>>>>

/// Shared logic for validating a package.
async fn validate_package_common<F, Fut, E>(
    path: PathBuf,
    known_valid_revision: Option<u64>,
    given_sha: Option<&Sha256Hash>,
    fetch: Option<F>,
    reporter: Option<Arc<dyn CacheReporter>>,
) -> Result<CacheLock, PackageCacheLayerError>
where
    F: Fn(PathBuf) -> Fut + Send,
    Fut: Future<Output = Result<(), E>> + 'static,
    E: Error + Send + Sync + 'static,
{
    // Acquire a read lock on the cache entry. This ensures that no other process is
    // currently writing to the cache.
    let lock_file_path = {
        // Append the `.lock` extension to the cache path to create the lock file path.
        let mut path_str = path.as_os_str().to_owned();
        path_str.push(".lock");
        PathBuf::from(path_str)
    };

    // Ensure the directory containing the lock-file exists.
    if let Some(root_dir) = lock_file_path.parent() {
        tokio_fs::create_dir_all(root_dir)
            .map_err(|e| {
                PackageCacheLayerError::LockError(
                    format!("failed to create cache directory: '{}'", root_dir.display()),
                    e,
                )
            })
            .await?;
    }

    let mut validated_revision = known_valid_revision;

    loop {
        let mut read_lock = CacheRwLock::acquire_read(&lock_file_path).await?;
        let cache_revision = read_lock.read_revision()?;
        let locked_sha256 = read_lock.read_sha256()?;

        let hash_mismatch = match (given_sha, &locked_sha256) {
            (Some(given_hash), Some(locked_sha256)) => given_hash != locked_sha256,
            _ => false,
        };

        let cache_dir_exists = path.is_dir();
        if cache_dir_exists && !hash_mismatch {
            let path_inner = path.clone();

            let reporter = reporter.as_deref().map(|r| (r, r.on_validate_start()));

            // If we know the revision is already valid we can return immediately.
            if validated_revision.map_or(false, |validated_revision| {
                validated_revision == cache_revision
            }) {
                if let Some((reporter, index)) = reporter {
                    reporter.on_validate_complete(index);
                }
                return Ok(CacheLock {
                    _lock: read_lock,
                    revision: cache_revision,
                    sha256: locked_sha256,
                    path: path_inner,
                });
            }

            // Validate the package directory.
            let validation_result = tokio::task::spawn_blocking(move || {
                validate_package_directory(&path_inner, ValidationMode::Fast)
            })
            .await;

            if let Some((reporter, index)) = reporter {
                reporter.on_validate_complete(index);
            }

            match validation_result {
                Ok(Ok(_)) => {
                    tracing::debug!("validation succeeded");
                    return Ok(CacheLock {
                        _lock: read_lock,
                        revision: cache_revision,
                        sha256: locked_sha256,
                        path,
                    });
                }
                Ok(Err(e)) => {
                    tracing::warn!("validation for {path:?} failed: {e}");
                    if let Some(cause) = e.source() {
                        tracing::debug!(
                            "  Caused by: {}",
                            std::iter::successors(Some(cause), |e| (*e).source())
                                .format("\n  Caused by: ")
                        );
                    }
                }
                Err(e) => {
                    if let Ok(panic) = e.try_into_panic() {
                        std::panic::resume_unwind(panic)
                    }
                }
            }
        } else if !cache_dir_exists {
            tracing::debug!("cache directory does not exist");
        } else if hash_mismatch {
            tracing::warn!(
                "hash mismatch, wanted a package with hash {} but the cached package has hash {}",
                given_sha.map_or(String::from("<unknown>"), |s| format!("{s:x}")),
                locked_sha256.map_or(String::from("<unknown>"), |s| format!("{s:x}"))
            );
        }

        // The cache is invalid
        // Refetch, or throw validation error if no fetch function is supplied.
        if let Some(ref fetch_fn) = fetch {
            drop(read_lock);

            let mut write_lock = CacheRwLock::acquire_write(&lock_file_path).await?;

            let read_revision = write_lock.read_revision()?;
            if read_revision != cache_revision {
                tracing::debug!(
                    "cache revisions don't match '{}', retrying to acquire lock file.",
                    lock_file_path.display()
                );
                continue;
            }

            // Write the new revision
            let new_revision = cache_revision + 1;
            write_lock
                .write_revision_and_sha(new_revision, given_sha)
                .await?;

            // Fetch the package.
            fetch_fn(path.clone())
                .await
                .map_err(|e| PackageCacheLayerError::FetchError(Arc::new(e)))?;

            validated_revision = Some(new_revision);
        } else {
            return Err(PackageCacheLayerError::InvalidPackage);
        }
    }
}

<<<<

• Aim of the task
Copy exactly, and only, the lines from the line containing "lock_file_path.display()" to the end of the listing, with both ends included.

• Output for this task
                    lock_file_path.display()
                );
                continue;
            }

            // Write the new revision
            let new_revision = cache_revision + 1;
            write_lock
                .write_revision_and_sha(new_revision, given_sha)
                .await?;

            // Fetch the package.
            fetch_fn(path.clone())
                .await
                .map_err(|e| PackageCacheLayerError::FetchError(Arc::new(e)))?;

            validated_revision = Some(new_revision);
        } else {
            return Err(PackageCacheLayerError::InvalidPackage);
        }
    }
}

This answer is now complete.